The thing that I find interesting is that the figures basically show that the White Paper, which is what was voted on, was based on hugely over confident predictions and assertions. For a lot of people there White Paper was a secondary issue compared to the actual achievement of independence but to win the vote there needed to be a practical case. What these figures show is that the case built and presented was too optimistic. It's not that Scotland is 'too wee, too poor' more that an independent Scotland might be poorer than currently, at least to start off with.
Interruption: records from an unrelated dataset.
//! Block and transaction validity predicates for the chain.
//!
//! This module implements concrete block validators that plug into the
//! consensus layer via [`crate::consensus::validator::BlockValidator`].
//!
//! It currently provides:
//!
//! - [`base::BaseValidity`]: linkage, seal, signature and size checks.
//! - [`permission::PermissionValidity`]: per-transaction checks against
//!   the registrations of the parent state. The per-variant rules are
//!   inherent `validate` methods on the transaction types.

pub mod base;
pub mod permission;

pub use base::BaseValidity;
pub use permission::PermissionValidity;
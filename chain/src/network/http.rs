//! HTTP transport to neighbouring nodes.
//!
//! Every node exposes the same text-body routes:
//!
//! ```text
//! POST /new_block          wire-serialized block
//! POST /new_transaction    one JSON transaction line
//! POST /new_judgement      JSON judgement
//! POST /sync               wire-serialized block -> JSON SyncBundle
//! GET  /latest_block       wire-serialized block
//! GET  /request_block/index/{index}
//! GET  /request_block/hash/{hash}
//! ```
//!
//! Delivery is best effort: a failing neighbour is logged and skipped.

use std::time::Duration;

use reqwest::Client;
use thiserror::Error;

use crate::consensus::sync::SyncBundle;

use super::Outbound;

/// Errors raised while talking to a neighbour.
#[derive(Debug, Error)]
pub enum PeerError {
    /// Transport-level error (connect failure, timeout, bad body).
    #[error("HTTP request to {url} failed: {source}")]
    Transport {
        url: String,
        #[source]
        source: reqwest::Error,
    },
    /// The neighbour answered with a non-success status.
    #[error("{url} returned HTTP status {status}")]
    Status { url: String, status: u16 },
}

/// Neighbour list and request timeout.
#[derive(Clone, Debug)]
pub struct PeerConfig {
    /// Base URLs of the neighbours, e.g. `"http://127.0.0.1:9000"`.
    pub neighbors: Vec<String>,
    pub timeout: Duration,
}

impl Default for PeerConfig {
    fn default() -> Self {
        Self {
            neighbors: vec!["http://127.0.0.1:9000".to_string()],
            timeout: Duration::from_secs(2),
        }
    }
}

impl PeerConfig {
    /// Parses a comma-separated `host:port` list into base URLs.
    pub fn parse_neighbors(list: &str) -> Vec<String> {
        list.split(',')
            .map(str::trim)
            .filter(|s| !s.is_empty())
            .map(|s| format!("http://{s}"))
            .collect()
    }
}

/// Async HTTP client for the peer protocol.
#[derive(Clone)]
pub struct HttpPeerClient {
    neighbors: Vec<String>,
    client: Client,
}

impl HttpPeerClient {
    pub fn new(cfg: &PeerConfig) -> Result<Self, PeerError> {
        let client = Client::builder()
            .timeout(cfg.timeout)
            .build()
            .map_err(|source| PeerError::Transport {
                url: "<client>".to_string(),
                source,
            })?;
        Ok(Self {
            neighbors: cfg.neighbors.clone(),
            client,
        })
    }

    pub fn neighbors(&self) -> &[String] {
        &self.neighbors
    }

    fn endpoint(base: &str, path: &str) -> String {
        // Avoid accidental double slashes.
        format!(
            "{}/{}",
            base.trim_end_matches('/'),
            path.trim_start_matches('/')
        )
    }

    async fn post(&self, base: &str, path: &str, body: String) -> Result<String, PeerError> {
        let url = Self::endpoint(base, path);
        let resp = self
            .client
            .post(&url)
            .body(body)
            .send()
            .await
            .map_err(|source| PeerError::Transport {
                url: url.clone(),
                source,
            })?;

        let status = resp.status();
        if !status.is_success() {
            return Err(PeerError::Status {
                url,
                status: status.as_u16(),
            });
        }
        resp.text()
            .await
            .map_err(|source| PeerError::Transport { url, source })
    }

    /// Sends one message to every neighbour.
    pub async fn broadcast(&self, msg: &Outbound) {
        let body = msg.body();
        for node in &self.neighbors {
            if let Err(e) = self.post(node, msg.route(), body.clone()).await {
                tracing::debug!(peer = %node, route = msg.route(), "broadcast failed: {e}");
            }
        }
    }

    /// Sends every message to every neighbour, in order.
    pub async fn dispatch(&self, msgs: Vec<Outbound>) {
        for msg in &msgs {
            self.broadcast(msg).await;
        }
    }

    /// Asks `node` for everything it has since `block`.
    pub async fn request_sync(&self, node: &str, block: String) -> Result<SyncBundle, PeerError> {
        let url = Self::endpoint(node, "/sync");
        let resp = self
            .client
            .post(&url)
            .body(block)
            .send()
            .await
            .map_err(|source| PeerError::Transport {
                url: url.clone(),
                source,
            })?;

        let status = resp.status();
        if !status.is_success() {
            return Err(PeerError::Status {
                url,
                status: status.as_u16(),
            });
        }
        resp.json::<SyncBundle>()
            .await
            .map_err(|source| PeerError::Transport { url, source })
    }

    /// Fetches the block at `index` on the first branch of `node` that
    /// reaches it.
    pub async fn request_block_by_index(&self, node: &str, index: u64) -> Result<String, PeerError> {
        self.get_text(node, &format!("/request_block/index/{index}")).await
    }

    async fn get_text(&self, node: &str, path: &str) -> Result<String, PeerError> {
        let url = Self::endpoint(node, path);
        let resp = self
            .client
            .get(&url)
            .send()
            .await
            .map_err(|source| PeerError::Transport {
                url: url.clone(),
                source,
            })?;
        if !resp.status().is_success() {
            return Err(PeerError::Status {
                url,
                status: resp.status().as_u16(),
            });
        }
        resp.text()
            .await
            .map_err(|source| PeerError::Transport { url, source })
    }
}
There are plenty of countries who have become independent in these circumstances, who have experienced an initial dip in the economy far greater than what would have been seen in Scotland and they went with it anyway. I think the reason the case was made the way it was is the Yes campaign knew that a majority of people in Scotland wouldn't be prepared to take a risk with the prosperity and prospects of them and their family for the sake of independence. And that's a fundamental problem for independence campaigners, at least at the moment. The SNP are smart in putting a second referendum into the long grass (2021 is what I've read touted?). By that point the political and economic situation could have moved to make independence a

more attractive prospect, although relying on predicting geopolitical and economic events is a risky endeavour.

 

I maintain that what the latest GERS* shows is that the underlying devolution settlement does not benefit Scotland. The UK government controls 80% of taxes, 100% of the pensions and welfare system and 50% of Spending in and for Scotland. Our population is basically static and our socio-economic demographics are different to the South east of England - which is what the UK tax system is based on. Without much more control over what we spend, how we spend it and how we raise revenue, it's difficult to forsee a situation where we'd ever close that relative fiscal gap within the Union. A stronger offshore revenue will cover that imbalance, but only independence - or a much more radical devolution settlement, which we'll never get - will allow us to actually adress the underlying structural weaknesses of the Scottish economy.

 

* Which is still an imperfect tool in the way it apportions public revenue between Scotland and the rUK, loses a lot of what would be Scottish revenue down the back of the sofa and still has nothing to say about the relative performance of Scottish exports and flows of private capital. All of which would effect the interest rates we'd pay on our deficit, as well as us having no real idea on how much debt an independent Scotland would take from the rUK in the first place.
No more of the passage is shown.